"...MORE FULL OF WEEPING..."
In the bedroom
from which he first
saw snow falling...
...snow now falls.
He watches the ghost
of his young self
press his face
against the glass
snow sticking
to his reflection.
Amazed that a world
can fall
into such a silence
hide itself in a white quiet.
Snow falls
in the old bedroom
where his sister recited
his first Yeats....kissed him goodnight.
Snow clings
to peeling wall
blown against
the remembrance
of things long ago
forgotten.
Snow covering
his lost sister's voice
"...for the world’s
more full of weeping
than you
can understand..."
*
I was about 6 at the time and a great big storm was building up outside and Junie was just saying this off the top of her head as the storm broke and her words were broken into by the thunder and lightning.
It was like an incantation and I thought that the poem had conjured up the breaking heavens and that it would always happen when the words had their say. Oh the power of poetry on the very young!. I thought the Sturm und Drang were all part of the magic of poetry.

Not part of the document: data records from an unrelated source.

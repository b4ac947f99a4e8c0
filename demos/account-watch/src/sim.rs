//! An in-process ledger node for the demo.
//!
//! `SimNode` keeps a handful of account roots in memory, hands out
//! canned query responses, records subscribe/unsubscribe requests and
//! can stage a disconnect/reconnect cycle. Payments update the stored
//! roots and come back as wire-shaped notifications, so everything the
//! connector sees looks like a real node stream.

use std::collections::{HashMap, HashSet};
use std::sync::atomic::{AtomicBool, AtomicU64, Ordering};
use std::sync::Mutex;

use async_trait::async_trait;
use keel_xrpl_connector::address::Address;
use keel_xrpl_connector::entry::Fields;
use keel_xrpl_connector::error::GatewayError;
use keel_xrpl_connector::gateway::{
    AccountInfoResponse, AccountLinesResponse, ConnectionSignal, LedgerGateway, TrustLine,
};
use keel_xrpl_connector::meta::TransactionNotification;
use keel_xrpl_connector::submitter::TransactionSubmitter;
use serde_json::{json, Value};
use tokio::sync::broadcast;

const FEE_DROPS: u64 = 10;

/// A tiny in-memory ledger node.
pub struct SimNode {
    accounts: Mutex<HashMap<Address, Fields>>,
    lines: Mutex<HashMap<Address, Vec<TrustLine>>>,
    subscriptions: Mutex<HashSet<Address>>,
    connected: AtomicBool,
    signals: broadcast::Sender<ConnectionSignal>,
    ledger_index: AtomicU64,
}

impl SimNode {
    pub fn new(ws_url: &str) -> Self {
        let (signals, _) = broadcast::channel(16);
        tracing::info!("Simulated node standing in for {}", ws_url);
        Self {
            accounts: Mutex::new(HashMap::new()),
            lines: Mutex::new(HashMap::new()),
            subscriptions: Mutex::new(HashSet::new()),
            connected: AtomicBool::new(true),
            signals,
            ledger_index: AtomicU64::new(1000),
        }
    }

    /// Creates a funded account root.
    pub fn fund(&self, address: &Address, drops: u64, sequence: u64) {
        let root = object(json!({
            "Account": address,
            "Balance": drops.to_string(),
            "Sequence": sequence,
            "Flags": 0,
        }));
        self.accounts
            .lock()
            .expect("account table poisoned")
            .insert(address.clone(), root);
    }

    /// Adds a trust line to an account's `account_lines` answer.
    pub fn add_line(&self, address: &Address, line: TrustLine) {
        self.lines
            .lock()
            .expect("line table poisoned")
            .entry(address.clone())
            .or_default()
            .push(line);
    }

    /// Applies a payment to the stored roots and returns the
    /// notification a node would push for it. Paying an account the
    /// ledger has never seen creates its root.
    pub fn payment(&self, from: &Address, to: &Address, drops: u64) -> TransactionNotification {
        let ledger_index = self.ledger_index.fetch_add(1, Ordering::SeqCst) + 1;
        let mut accounts = self.accounts.lock().expect("account table poisoned");

        let sender_root = accounts.get(from).cloned().unwrap_or_default();
        let sender_balance = balance_of(&sender_root);
        let sender_sequence = sequence_of(&sender_root);
        let sender_final = object(json!({
            "Account": from,
            "Balance": sender_balance.saturating_sub(drops + FEE_DROPS).to_string(),
            "Sequence": sender_sequence + 1,
            "Flags": sender_root.get("Flags").cloned().unwrap_or(json!(0)),
        }));
        accounts.insert(from.clone(), sender_final.clone());

        let sender_node = json!({
            "ModifiedNode": {
                "LedgerEntryType": "AccountRoot",
                "LedgerIndex": format!("{:064X}", ledger_index * 7),
                "FinalFields": sender_final,
                "PreviousFields": {
                    "Balance": sender_balance.to_string(),
                    "Sequence": sender_sequence,
                },
            }
        });

        let receiver_node = match accounts.get(to).cloned() {
            Some(mut receiver_final) => {
                let receiver_balance = balance_of(&receiver_final);
                receiver_final.insert(
                    "Balance".to_string(),
                    json!((receiver_balance + drops).to_string()),
                );
                accounts.insert(to.clone(), receiver_final.clone());
                json!({
                    "ModifiedNode": {
                        "LedgerEntryType": "AccountRoot",
                        "LedgerIndex": format!("{:064X}", ledger_index * 11),
                        "FinalFields": receiver_final,
                        "PreviousFields": { "Balance": receiver_balance.to_string() },
                    }
                })
            }
            None => {
                let receiver_new = object(json!({
                    "Account": to,
                    "Balance": drops.to_string(),
                    "Sequence": 1,
                    "Flags": 0,
                }));
                accounts.insert(to.clone(), receiver_new.clone());
                json!({
                    "CreatedNode": {
                        "LedgerEntryType": "AccountRoot",
                        "LedgerIndex": format!("{:064X}", ledger_index * 11),
                        "NewFields": receiver_new,
                    }
                })
            }
        };
        drop(accounts);

        let notification = json!({
            "engine_result": "tesSUCCESS",
            "ledger_index": ledger_index,
            "validated": true,
            "meta": {
                "AffectedNodes": [sender_node, receiver_node],
                "TransactionIndex": 0,
                "TransactionResult": "tesSUCCESS",
            },
            "transaction": {
                "Account": from,
                "Amount": drops.to_string(),
                "Destination": to,
                "Fee": FEE_DROPS.to_string(),
                "Sequence": sender_sequence,
                "TransactionType": "Payment",
                "hash": random_hash(),
            },
        });
        serde_json::from_value(notification).expect("well-formed notification")
    }

    /// Drops the connection. The node forgets its subscription set.
    pub fn drop_connection(&self) {
        self.connected.store(false, Ordering::SeqCst);
        self.subscriptions
            .lock()
            .expect("subscription set poisoned")
            .clear();
        let _ = self.signals.send(ConnectionSignal::Disconnected);
    }

    /// Restores the connection and asks trackers to re-announce.
    pub fn restore_connection(&self) {
        self.connected.store(true, Ordering::SeqCst);
        let _ = self.signals.send(ConnectionSignal::PrepareSubscribe);
        let _ = self.signals.send(ConnectionSignal::Connected);
    }

    /// The accounts the node currently pushes notifications for.
    pub fn subscribed_accounts(&self) -> Vec<Address> {
        let mut accounts: Vec<Address> = self
            .subscriptions
            .lock()
            .expect("subscription set poisoned")
            .iter()
            .cloned()
            .collect();
        accounts.sort_by(|a, b| a.as_str().cmp(b.as_str()));
        accounts
    }

    fn ensure_connected(&self) -> Result<(), GatewayError> {
        if self.is_connected() {
            Ok(())
        } else {
            Err(GatewayError::Transport("connection is down".to_string()))
        }
    }
}

#[async_trait]
impl LedgerGateway for SimNode {
    async fn account_info(
        &self,
        address: &Address,
    ) -> Result<AccountInfoResponse, GatewayError> {
        self.ensure_connected()?;
        let accounts = self.accounts.lock().expect("account table poisoned");
        match accounts.get(address) {
            Some(root) => Ok(AccountInfoResponse {
                account_data: root.clone(),
                ledger_index: Some(self.ledger_index.load(Ordering::SeqCst)),
                validated: true,
            }),
            None => Err(GatewayError::account_not_found()),
        }
    }

    async fn account_lines(
        &self,
        address: &Address,
    ) -> Result<AccountLinesResponse, GatewayError> {
        self.ensure_connected()?;
        let lines = self.lines.lock().expect("line table poisoned");
        Ok(AccountLinesResponse {
            lines: lines.get(address).cloned().unwrap_or_default(),
            ledger_index: Some(self.ledger_index.load(Ordering::SeqCst)),
        })
    }

    async fn subscribe_accounts(&self, accounts: &[Address]) -> Result<(), GatewayError> {
        self.ensure_connected()?;
        let mut subscriptions = self.subscriptions.lock().expect("subscription set poisoned");
        for address in accounts {
            subscriptions.insert(address.clone());
        }
        Ok(())
    }

    async fn unsubscribe_accounts(&self, accounts: &[Address]) -> Result<(), GatewayError> {
        self.ensure_connected()?;
        let mut subscriptions = self.subscriptions.lock().expect("subscription set poisoned");
        for address in accounts {
            subscriptions.remove(address);
        }
        Ok(())
    }

    fn is_connected(&self) -> bool {
        self.connected.load(Ordering::SeqCst)
    }

    fn signals(&self) -> broadcast::Receiver<ConnectionSignal> {
        self.signals.subscribe()
    }
}

#[async_trait]
impl TransactionSubmitter for SimNode {
    async fn submit(&self, tx: Fields) -> Result<(), GatewayError> {
        self.ensure_connected()?;
        let tx_type = tx
            .get("TransactionType")
            .and_then(Value::as_str)
            .unwrap_or("Unknown");
        tracing::info!("Simulated node accepted a {} transaction: tesSUCCESS", tx_type);
        Ok(())
    }
}

fn object(value: Value) -> Fields {
    value.as_object().cloned().unwrap_or_default()
}

fn balance_of(root: &Fields) -> u64 {
    root.get("Balance")
        .and_then(Value::as_str)
        .and_then(|balance| balance.parse().ok())
        .unwrap_or(0)
}

fn sequence_of(root: &Fields) -> u64 {
    root.get("Sequence").and_then(Value::as_u64).unwrap_or(1)
}

fn random_hash() -> String {
    format!(
        "{:032X}{:032X}",
        rand::random::<u128>(),
        rand::random::<u128>()
    )
}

It was the first poem I remember hearing by Mr. Yeats and in the wonder of my sister's voice.
THE STOLEN CHILD
Where dips the rocky highland
Of Sleuth Wood in the lake,
There lies a leafy island
Where flapping herons wake
The drowsy water rats;
There we've hid our faery vats,
Full of berries
And of reddest stolen cherries.
Come away, O human child!
To the waters and the wild
With a faery, hand in hand.
For the world's more full of weeping than you can understand.
Where the wave of moonlight glosses
The dim grey sands with light,
Far off by furthest Rosses
We foot it all the night,
Weaving olden dances
Mingling hands and mingling glances
Till the moon has taken flight;
To and fro we leap
And chase the frothy bubbles,
While the world is full of troubles
And is anxious in its sleep.
Come away, O human child!
To the waters and the wild
With a faery, hand in hand,
For the world's more full of weeping than you can understand.
Where the wandering water gushes
From the hills above Glen-Car,
In pools among the rushes
That scarce could bathe a star,
We seek for slumbering trout
And whispering in their ears
Give them unquiet dreams;
Leaning softly out
From ferns that drop their tears
Over the young streams.
Come away, O human child!
To the waters and the wild
With a faery, hand in hand,
For the world's more full of weeping than you can understand.
Away with us he's going,
The solemn-eyed:
He'll hear no more the lowing
Of the calves on the warm hillside
Or the kettle on the hob
Sing peace into his breast,
Or see the brown mice bob
Round and round the oatmeal chest.
For he comes, the human child,
To the waters and the wild
With a faery, hand in hand,
For the world’s more full of weeping than he can understand.